_What the exercise asks:_
The lines from the start of the data through the line with "denormal flush-to-zero control" are to be returned verbatim; all later lines are to be omitted.

(Dataset entries)
○ ○ ○ ○

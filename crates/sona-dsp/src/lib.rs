//! sona-dsp: the shared DSP kernel.
//!
//! ## Modules
//! - `simd` - runtime SIMD dispatch (AVX2/SSE/NEON) with scalar fallback,
//! plus denormal flush-to-zero control
//! - `biquad` - TDF-II biquad filters, per-channel state, seven filter types
//! - `window` - Hann/Hamming/Blackman analysis windows
//! - `fft` - in-place Cooley-Tukey FFT/IFFT
//! - `resampler` - streaming linear resampler at an arbitrary real ratio
//! - `phase_vocoder` - pitch-preserving time-stretch
//! - `format` - PCM sample format conversion and channel downmixing

#![allow(dead_code)]

pub mod biquad;
pub mod fft;
pub mod format;
pub mod phase_vocoder;
pub mod resampler;
pub mod simd;
pub mod window;

pub use biquad::{Biquad, BiquadCoeffs, FilterType};
pub use fft::{is_power_of_two, plan_for, FftPlan};
pub use format::{decode_to_f32, downmix_matrix, encode_from_f32, mix_channels};
pub use phase_vocoder::{principal_angle, stretch, PhaseVocoder};
pub use resampler::{estimate_output_len, Resampler};
pub use simd::{apply_gain, apply_stereo_gain, detect_simd_level, mix_add, simd_level, DspDispatch, SimdLevel};
pub use window::{build as build_window, WindowKind};

use sona_core::Sample;

/// Trait for all DSP processors.
pub trait Processor: Send + Sync {
    fn reset(&mut self);

    /// Latency introduced by this processor, in samples.
    fn latency(&self) -> usize {
        0
    }
}

/// A processor that operates on a single channel of samples.
pub trait MonoProcessor: Processor {
    fn process_sample(&mut self, input: Sample) -> Sample;

    fn process_block(&mut self, buffer: &mut [Sample]) {
        for sample in buffer.iter_mut() {
            *sample = self.process_sample(*sample);
        }
    }
}

/// A processor that operates on a left/right sample pair jointly.
pub trait StereoProcessor: Processor {
    fn process_sample(&mut self, left: Sample, right: Sample) -> (Sample, Sample);

    fn process_block(&mut self, left: &mut [Sample], right: &mut [Sample]) {
        debug_assert_eq!(left.len(), right.len());
        for (l, r) in left.iter_mut().zip(right.iter_mut()) {
            (*l, *r) = self.process_sample(*l, *r);
        }
    }
}

/// Processors whose internal coefficients depend on the device sample rate.
pub trait ProcessorConfig {
    fn set_sample_rate(&mut self, sample_rate: f64);
}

○ ○ ○ ○

_Response to the task:_
filename crates/sona-dsp/src/lib.rs
//! sona-dsp: the shared DSP kernel.
//!
//! ## Modules
//! - `simd` - runtime SIMD dispatch (AVX2/SSE/NEON) with scalar fallback,
//! plus denormal flush-to-zero control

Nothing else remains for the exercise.